CPEG 2025 Workshop

Building Open Data Science Skills in Paleobiology and Ecology

July 27th, 2025
09:00-17:00

University of Zürich (Zürich, Switzerland)

Welcome

R is one of the most popular languages in the world of data science and has been widely adopted by the paleobiological and ecological communities for data analysis. General familiarity with R allows users to automate routine tasks, create reproducible analytical workflows, and expand the potential of their research. This workshop aims to introduce participants to the versatility of R for cleaning, analyzing, and visualizing paleobiological and ecological data. It will cover topics including: data acquisition from biodiversity databases such the Paleobiology Database, Neotoma Paleoecology Database, and Global Biodiversity Information Facility; building workflows in R to clean and analyze data; data visualization and synthesis; and guidelines (e.g., FAIR and CARE principles) and tools (e.g., GitHub) for creating more reproducible code and accessible documentation. In doing so, this workshop will introduce attendees to palaeoverse, an R package that supports data preparation and exploration for paleobiological analysis. Participants will also become familiar with additional packages developed by Palaeoverse www.palaeoverse.org, such as rphylopic.
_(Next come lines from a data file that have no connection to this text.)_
//! Shared builders for hand-assembled parse trees.
//!
//! Tests drive the interpreter the way the external parser would: by handing
//! it a tree of rule nodes and tokens. These helpers keep the node plumbing
//! out of the test bodies.

#![expect(dead_code, reason = "each test binary uses a subset of these helpers")]

use casebook::{
    CollectTrace, Context, EntryId, Interpreter, OutputFragment, ParseMeta, ParseNode, ParseToken, ParseTree, rules,
};

pub fn tree(rule: &str, children: Vec<ParseNode>) -> ParseNode {
    ParseNode::Tree(ParseTree::new(rule, children))
}

/// A rule node with line/column/span metadata, for sloc-sensitive tests.
pub fn tree_at(rule: &str, children: Vec<ParseNode>, line: i64, column: i64, start: i64, end: i64) -> ParseNode {
    let mut node = ParseTree::new(rule, children);
    node.meta = ParseMeta {
        line: Some(line),
        column: Some(column),
        start_pos: Some(start),
        end_pos: Some(end),
        end_line: Some(line),
        end_column: Some(column + (end - start)),
    };
    ParseNode::Tree(node)
}

pub fn token(token_type: &str, value: &str) -> ParseNode {
    ParseNode::Token(ParseToken {
        token_type: token_type.to_owned(),
        value: value.to_owned(),
        meta: ParseMeta::default(),
    })
}

pub fn start(items: Vec<ParseNode>) -> ParseNode {
    tree("start", items)
}

// ---------------------------------------------------------------------------
// entries
// ---------------------------------------------------------------------------

pub fn entry_node(
    level: u8,
    id: &str,
    label: Option<&str>,
    options: Option<ParseNode>,
    body_blocks: Option<Vec<ParseNode>>,
    children: Vec<ParseNode>,
) -> ParseNode {
    let rule = match level {
        1 => rules::LEVEL1_ENTRY,
        2 => rules::LEVEL2_ENTRY,
        _ => rules::LEVEL3_ENTRY,
    };
    let mut id_label = Vec::new();
    if !id.is_empty() {
        id_label.push(tree(rules::ENTRY_ID, vec![token("ID", id)]));
    }
    if let Some(label) = label {
        id_label.push(tree(rules::ENTRY_LABEL, vec![token("STRING", &format!("\"{label}\""))]));
    }
    let mut header_children = vec![tree(rules::ENTRY_ID_OPT_LABEL, id_label)];
    if let Some(options) = options {
        header_children.push(tree(rules::ENTRY_OPTIONS, vec![options]));
    }
    let header = tree(rules::ENTRY_HEADER, header_children);
    let body = match body_blocks {
        Some(blocks) => tree(rules::ENTRY_BODY, vec![block_seq(blocks)]),
        None => tree(rules::ENTRY_BODY, vec![]),
    };
    let mut entry_children = vec![header, body];
    entry_children.extend(children);
    tree(rule, entry_children)
}

/// A level-1 entry with just an id and body blocks.
pub fn section(id: &str, body_blocks: Vec<ParseNode>) -> ParseNode {
    entry_node(1, id, None, None, Some(body_blocks), vec![])
}

// ---------------------------------------------------------------------------
// blocks
// ---------------------------------------------------------------------------

pub fn block_seq(blocks: Vec<ParseNode>) -> ParseNode {
    tree(rules::BLOCK_SEQ, blocks)
}

pub fn brace_group(blocks: Vec<ParseNode>) -> ParseNode {
    tree(rules::BRACE_GROUP, blocks)
}

pub fn text_block(text: &str) -> ParseNode {
    tree(rules::BLOCK, vec![tree(rules::BLOCK_TEXT, vec![token("TEXT", text)])])
}

pub fn newline_block() -> ParseNode {
    tree(rules::BLOCK_NEWLINE, vec![])
}

pub fn expr_block(expr: ParseNode) -> ParseNode {
    tree(rules::BLOCK, vec![tree(rules::BLOCK_EXPRESSION, vec![expr])])
}

pub fn call_block(name: &str, args: ParseNode, targets: Vec<Vec<ParseNode>>) -> ParseNode {
    let mut children = vec![token("FUNCNAME", name), args];
    if !targets.is_empty() {
        let groups = targets.into_iter().map(brace_group).collect();
        children.push(tree(rules::MULTI_BRACE_GROUP, groups));
    }
    tree(rules::BLOCK, vec![tree(rules::BLOCK_FUNCTION_CALL, children)])
}

pub fn if_else_block(cond: ParseNode, then_blocks: Vec<ParseNode>, else_blocks: Option<Vec<ParseNode>>) -> ParseNode {
    let mut consequence_children = vec![brace_group(then_blocks)];
    if let Some(else_blocks) = else_blocks {
        consequence_children.push(tree(rules::ELSE_STATEMENT, vec![brace_group(else_blocks)]));
    }
    let if_statement = tree(
        rules::IF_STATEMENT,
        vec![cond, tree(rules::IF_CONSEQUENCE, consequence_children)],
    );
    tree(rules::BLOCK, vec![tree(rules::BLOCK_CONTROL_STATEMENT, vec![if_statement])])
}

pub fn if_elif_block(
    cond: ParseNode,
    then_blocks: Vec<ParseNode>,
    elif_cond: ParseNode,
    elif_blocks: Vec<ParseNode>,
    else_blocks: Option<Vec<ParseNode>>,
) -> ParseNode {
    let mut inner_consequence = vec![brace_group(elif_blocks)];
    if let Some(else_blocks) = else_blocks {
        inner_consequence.push(tree(rules::ELSE_STATEMENT, vec![brace_group(else_blocks)]));
    }
    let inner_if = tree(
        rules::IF_STATEMENT,
        vec![elif_cond, tree(rules::IF_CONSEQUENCE, inner_consequence)],
    );
    let consequence = tree(
        rules::IF_CONSEQUENCE,
        vec![brace_group(then_blocks), tree(rules::ELIF_STATEMENT, vec![inner_if])],
    );
    let if_statement = tree(rules::IF_STATEMENT, vec![cond, consequence]);
    tree(rules::BLOCK, vec![tree(rules::BLOCK_CONTROL_STATEMENT, vec![if_statement])])
}

pub fn for_block(identifier: &str, in_expr: ParseNode, body_blocks: Vec<ParseNode>) -> ParseNode {
    let for_expr = tree(rules::FOR_EXPRESSION_IN, vec![token("IDENTIFIER", identifier), in_expr]);
    let for_statement = tree(rules::FOR_STATEMENT, vec![for_expr, brace_group(body_blocks)]);
    tree(rules::BLOCK, vec![tree(rules::BLOCK_CONTROL_STATEMENT, vec![for_statement])])
}

// ---------------------------------------------------------------------------
// argument lists & expressions
// ---------------------------------------------------------------------------

pub fn arg_list(positional: Vec<ParseNode>, named: Vec<(&str, ParseNode)>) -> ParseNode {
    let mut children = Vec::new();
    if !positional.is_empty() {
        children.push(tree(rules::POSITIONAL_ARGUMENT_LIST, positional));
    }
    if !named.is_empty() {
        let named_nodes = named
            .into_iter()
            .map(|(name, value)| tree(rules::NAMED_ARGUMENT, vec![token("NAME", name), value]))
            .collect();
        children.push(tree(rules::NAMED_ARGUMENT_LIST, named_nodes));
    }
    tree(rules::ARGUMENT_LIST, children)
}

pub fn no_args() -> ParseNode {
    tree(rules::ARGUMENT_LIST, vec![])
}

pub fn ident(name: &str) -> ParseNode {
    tree(rules::ATOM_IDENTIFIER, vec![token("IDENTIFIER", name)])
}

pub fn num(value: f64) -> ParseNode {
    tree(rules::ATOM_NUMBER, vec![token("NUMBER", &value.to_string())])
}

pub fn sstr(value: &str) -> ParseNode {
    tree(rules::ATOM_STRING, vec![token("STRING", &format!("\"{value}\""))])
}

pub fn boolean(value: bool) -> ParseNode {
    tree(rules::ATOM_BOOLEAN, vec![token("BOOL", if value { "true" } else { "false" })])
}

pub fn null_atom() -> ParseNode {
    tree(rules::ATOM_NULL, vec![])
}

pub fn binop(rule: &str, left: ParseNode, right: ParseNode) -> ParseNode {
    tree(rule, vec![left, right])
}

pub fn list_expr(items: Vec<ParseNode>) -> ParseNode {
    if items.is_empty() {
        tree(rules::COLLECTION_LIST, vec![])
    } else {
        tree(
            rules::COLLECTION_LIST,
            vec![tree(rules::POSITIONAL_ARGUMENT_LIST, items)],
        )
    }
}

// ---------------------------------------------------------------------------
// driving the interpreter
// ---------------------------------------------------------------------------

pub fn interp_from(items: Vec<ParseNode>) -> (Interpreter, CollectTrace) {
    interp_from_with_context(items, Context::default())
}

pub fn interp_from_with_context(items: Vec<ParseNode>, context: Context) -> (Interpreter, CollectTrace) {
    let root = start(items);
    let mut trace = CollectTrace::new();
    let interp = Interpreter::from_parse_tree(context, &root, None, &mut trace).expect("ingestion succeeds");
    (interp, trace)
}

/// Looks up a top-level entry by effective id.
pub fn top_entry(interp: &Interpreter, id: &str) -> EntryId {
    interp.ast.root.find(id).expect("entry exists")
}

/// Flattens an entry's output fragments: text verbatim, newlines as `\n`.
pub fn output_text(interp: &Interpreter, id: EntryId) -> String {
    interp
        .ast
        .entry(id)
        .output
        .iter()
        .map(|fragment| match fragment {
            OutputFragment::Text(text) => text.clone(),
            OutputFragment::Newline => "\n".to_owned(),
        })
        .collect()
}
More broadly, this event aims to connect participants working in different fields who share a common interest in data science and provide a platform for participants to gain experience working collaboratively in R to generate reproducible interdisciplinary research.

You can find additional information about the workshop here.

Arrival

The event starts at 09:00 on Sunday, July 27th, 2025 and will take place in room KO2-F-152 at the Natural History Museum, University of Zürich Central Campus.

If you need additional assistance getting set-up, we’ll be in the room starting at 08:00.

Schedule

Time Event
08:00 Installation assistance (optional)
09:00 Welcome and introduction to the Palaeoverse
09:15 Setting up a reproducible workflow
10:30 Coffee break
10:45 Data acquisition
11:15 Data Processing I: Data exploration and cleaning
12:30 Lunch break 🥪
14:00 Data Processing II: Data harmonization and synthesis
15:30 Coffee break
15:45 Data archiving and publishing
16:45 Questions and wrap-up

Instructors

This edition of the Workshop event is organised and led by the following members of the Palaeoverse team.

Bethany Allen
GFZ Helmholtz Centre for Geosciences, Germany

Chris Dean
University College London, UK

Erin Dillon
Smithsonian Tropical Research Institute, Panama

Harriet Drage
University of Lausanne, Switzerland

Will Gearty
Syracuse University, USA

Pedro Godoy
University of São Paulo, Brazil

Niklas Hohmann
Utrecht University, Netherlands

Lewis Jones
University College London, UK

Installation

Please ensure that you have the latest version of R for the workshop, which can be downloaded here for Windows or here for MacOS. We also recommend installing the latest version of RStudio, which can be downloaded here. To minimize any installation issues during the workshop, please also install the following R packages:

install.packages("dplyr")
install.packages("readr")
install.packages("palaeoverse")
install.packages("ggplot2")
install.packages("rnaturalearth")
install.packages("rnaturalearthdata")
install.packages("deeptime")
install.packages("rgplates")
install.packages("fossilbrush")
install.packages("rgbif")
install.packages("raster")
install.packages("sf")
install.packages("geodata")
install.packages("ncdf4")

GitHub

This workshop will include a brief introduction to GitHub. In advance of the workshop, we recommend that you make a GitHub account, if you don’t already have one, so you can follow along during the workshop. Note that you can get additional benefits if you apply to GitHub Education as a researcher or student once you’ve set up a personal account.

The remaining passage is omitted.